> [TASK ITEM]:
Write back each entry precisely as it is given.

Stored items

"""

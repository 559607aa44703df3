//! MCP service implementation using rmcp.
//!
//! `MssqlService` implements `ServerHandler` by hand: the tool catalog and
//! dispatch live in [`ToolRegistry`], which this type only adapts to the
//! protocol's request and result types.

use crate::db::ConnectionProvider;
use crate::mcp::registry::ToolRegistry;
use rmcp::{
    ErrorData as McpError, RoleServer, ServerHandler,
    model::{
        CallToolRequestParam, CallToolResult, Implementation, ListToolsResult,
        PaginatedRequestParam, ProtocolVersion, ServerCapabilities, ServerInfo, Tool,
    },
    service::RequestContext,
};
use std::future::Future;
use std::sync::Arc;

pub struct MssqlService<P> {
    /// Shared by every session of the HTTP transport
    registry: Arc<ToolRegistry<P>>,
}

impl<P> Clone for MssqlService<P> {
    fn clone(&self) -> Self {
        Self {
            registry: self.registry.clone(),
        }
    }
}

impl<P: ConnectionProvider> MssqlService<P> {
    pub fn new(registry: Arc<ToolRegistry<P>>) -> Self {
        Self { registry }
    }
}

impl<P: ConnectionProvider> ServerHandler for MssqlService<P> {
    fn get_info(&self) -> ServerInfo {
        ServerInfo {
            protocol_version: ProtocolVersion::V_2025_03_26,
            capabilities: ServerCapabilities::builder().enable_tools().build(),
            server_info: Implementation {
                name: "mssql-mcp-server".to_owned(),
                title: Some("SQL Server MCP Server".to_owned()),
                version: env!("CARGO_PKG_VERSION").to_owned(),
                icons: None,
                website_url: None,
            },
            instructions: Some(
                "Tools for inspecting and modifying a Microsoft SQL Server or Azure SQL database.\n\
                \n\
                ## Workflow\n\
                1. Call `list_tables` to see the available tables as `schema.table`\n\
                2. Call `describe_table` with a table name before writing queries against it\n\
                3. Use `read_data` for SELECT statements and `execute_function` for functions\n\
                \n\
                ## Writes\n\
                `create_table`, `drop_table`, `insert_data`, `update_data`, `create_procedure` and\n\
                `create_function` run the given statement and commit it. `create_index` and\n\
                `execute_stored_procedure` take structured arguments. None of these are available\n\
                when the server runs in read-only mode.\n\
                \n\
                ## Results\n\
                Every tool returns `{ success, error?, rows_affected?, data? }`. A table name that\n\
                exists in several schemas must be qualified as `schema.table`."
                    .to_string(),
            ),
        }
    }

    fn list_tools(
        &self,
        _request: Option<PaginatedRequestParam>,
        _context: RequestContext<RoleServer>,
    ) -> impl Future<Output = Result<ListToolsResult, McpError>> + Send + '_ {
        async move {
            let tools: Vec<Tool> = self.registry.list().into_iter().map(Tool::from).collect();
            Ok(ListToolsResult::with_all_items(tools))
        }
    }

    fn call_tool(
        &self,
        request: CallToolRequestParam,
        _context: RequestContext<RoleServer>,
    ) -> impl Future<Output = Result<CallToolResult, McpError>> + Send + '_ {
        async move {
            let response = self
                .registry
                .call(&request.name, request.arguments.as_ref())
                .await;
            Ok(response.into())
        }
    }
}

"""

> [WORKED SOLUTION]:
repository 559607aa44703df3
//! MCP service implementation using rmcp.
//!
//! `MssqlService` implements `ServerHandler` by hand: the tool catalog and
//! dispatch live in [`ToolRegistry`], which this type only adapts to the
//! protocol's request and result types.

use crate::db::ConnectionProvider;
use crate::mcp::registry::ToolRegistry;
use rmcp::{
    ErrorData as McpError, RoleServer, ServerHandler,
    model::{
        CallToolRequestParam, CallToolResult, Implementation, ListToolsResult,
        PaginatedRequestParam, ProtocolVersion, ServerCapabilities, ServerInfo, Tool,
    },
    service::RequestContext,
};
use std::future::Future;
use std::sync::Arc;

pub struct MssqlService<P> {
    /// Shared by every session of the HTTP transport
    registry: Arc<ToolRegistry<P>>,
}

impl<P> Clone for MssqlService<P> {
    fn clone(&self) -> Self {
        Self {
            registry: self.registry.clone(),
        }
    }
}

impl<P: ConnectionProvider> MssqlService<P> {
    pub fn new(registry: Arc<ToolRegistry<P>>) -> Self {
        Self { registry }
    }
}

impl<P: ConnectionProvider> ServerHandler for MssqlService<P> {
    fn get_info(&self) -> ServerInfo {
        ServerInfo {
            protocol_version: ProtocolVersion::V_2025_03_26,
            capabilities: ServerCapabilities::builder().enable_tools().build(),
            server_info: Implementation {
                name: "mssql-mcp-server".to_owned(),
                title: Some("SQL Server MCP Server".to_owned()),
                version: env!("CARGO_PKG_VERSION").to_owned(),
                icons: None,
                website_url: None,
            },
            instructions: Some(
                "Tools for inspecting and modifying a Microsoft SQL Server or Azure SQL database.\n\
                \n\
                ## Workflow\n\
                1. Call `list_tables` to see the available tables as `schema.table`\n\
                2. Call `describe_table` with a table name before writing queries against it\n\
                3. Use `read_data` for SELECT statements and `execute_function` for functions\n\
                \n\
                ## Writes\n\
                `create_table`, `drop_table`, `insert_data`, `update_data`, `create_procedure` and\n\
                `create_function` run the given statement and commit it. `create_index` and\n\
                `execute_stored_procedure` take structured arguments. None of these are available\n\
                when the server runs in read-only mode.\n\
                \n\
                ## Results\n\
                Every tool returns `{ success, error?, rows_affected?, data? }`. A table name that\n\
                exists in several schemas must be qualified as `schema.table`."
                    .to_string(),
            ),
        }
    }

    fn list_tools(
        &self,
        _request: Option<PaginatedRequestParam>,
        _context: RequestContext<RoleServer>,
    ) -> impl Future<Output = Result<ListToolsResult, McpError>> + Send + '_ {
        async move {
            let tools: Vec<Tool> = self.registry.list().into_iter().map(Tool::from).collect();
            Ok(ListToolsResult::with_all_items(tools))
        }
    }

    fn call_tool(
        &self,
        request: CallToolRequestParam,
        _context: RequestContext<RoleServer>,
    ) -> impl Future<Output = Result<CallToolResult, McpError>> + Send + '_ {
        async move {
            let response = self
                .registry
                .call(&request.name, request.arguments.as_ref())
                .await;
            Ok(response.into())
        }
    }
}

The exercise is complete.